Not Surprisingly, Investigation Says State Government Responsible for Flint Water Poisoning

A panel created to investigate and point fingers at those responsible for the poisoning of Flint's water supply has published their findings and they point a finger at several agencies within the state government and, more significantly, the emergency managers appointed by Governor Rick Snyder.

“[T]he state is fundamentally accountable for what happened in Flint,” it states. “The Flint water crisis is a story of government failure, intransigence, unpreparedness, delay, inaction, and environmental injustice.”

The report enumerates a number of shortcomings among state agencies, particularly the Michigan Department of Environmental Quality (MDEQ), which it says bears “primary responsibility” for the water contamination and “failed in its fundamental responsibility to effectively enforce drinking water regulations.”

As you may recall, emergency managers have claimed they were not chiefly responsible for making the decision to alter the city's water source, but this report makes it clear that emergency management was and is responsible.

The report also found, contrary to the claims of former emergency managers such as Darnell Earley, that emergency managers and not Flint’s local officials made the decision to switch Flint’s water from Detroit to the Flint River, which was a first step in the contamination crisis.

As the head of the executive branch of the state government, Governor Snyder is ultimately responsible for these failings.

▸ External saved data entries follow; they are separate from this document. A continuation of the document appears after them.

//! `mailkeep` - IMAP account credential manager
//!
//! Stores account metadata in a TOML document and passwords in the system keyring.

#![warn(clippy::all)]
#![warn(clippy::pedantic)]
#![forbid(unsafe_code)]

mod cli;
mod commands;

use std::process::ExitCode;

use clap::Parser;
use mailkeep_core::ErrorKind;
use tracing::debug;
use tracing_subscriber::{EnvFilter, layer::SubscriberExt, util::SubscriberInitExt};

use cli::{Cli, Commands};

fn main() -> ExitCode {
    let cli = Cli::parse();

    // Initialize logging
    let default_filter = if cli.verbose {
        "mailkeep=debug,mailkeep_core=debug"
    } else {
        "mailkeep=info,mailkeep_core=info"
    };
    tracing_subscriber::registry()
        .with(EnvFilter::try_from_default_env().unwrap_or_else(|_| default_filter.into()))
        .with(tracing_subscriber::fmt::layer().with_writer(std::io::stderr))
        .init();

    debug!(config = ?cli.config, "starting mailkeep");

    match run(cli) {
        Ok(()) => ExitCode::SUCCESS,
        Err(e) => {
            eprintln!("Error: {e:#}");
            if let Some(hint) = hint_for(&e) {
                eprintln!("Hint: {hint}");
            }
            ExitCode::FAILURE
        }
    }
}

fn run(cli: Cli) -> anyhow::Result<()> {
    let config = cli.config;
    match cli.command {
        Commands::List { json } => commands::cmd_list(config, json),
        Commands::Show { name } => commands::cmd_show(config, &name),
        Commands::Add {
            name,
            username,
            server,
            password,
            force,
        } => commands::cmd_add(config, &name, &username, &server, password, force),
        Commands::Update {
            name,
            username,
            server,
            password,
        } => commands::cmd_update(config, &name, username, server, password),
        Commands::Remove {
            name,
            force,
            strict,
        } => commands::cmd_remove(config, &name, force, strict),
        Commands::Migrate { yes } => commands::cmd_migrate(config, yes),
        Commands::Info { json } => commands::cmd_info(config, json),
    }
}

fn hint_for(error: &anyhow::Error) -> Option<&'static str> {
    let kind = error.downcast_ref::<mailkeep_core::Error>()?.kind();
    match kind {
        ErrorKind::NoBackend => Some("run `mailkeep info` to see why the keyring is unavailable"),
        ErrorKind::Config => Some("check the accounts document for syntax errors"),
        _ => None,
    }
}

Governor Snyder pushed for emergency management. He selects the managers who only answer to him. Governor Snyder appointed the agency heads who presided over this disaster and, as we've seen, the governor's closest aides and advisers knew about the problem a year before the state confronted it publicly.

The reports faults the Environmental Protection Agency (EPA) as well but personally I find that hard to take seriously. Maybe the EPA didn't act in a capacity that it could have, but it would be a lie to say the EPA hasn't faced an enormous amount of obstruction over the past six years from Republicans in Congress, state legislatures, and local state agencies. They're damned if they do and damned if they don't.

The Republican war against the EPA is ongoing. The budget blueprint being pushed by House Republican leadership would gut the EPA's ability to regulate.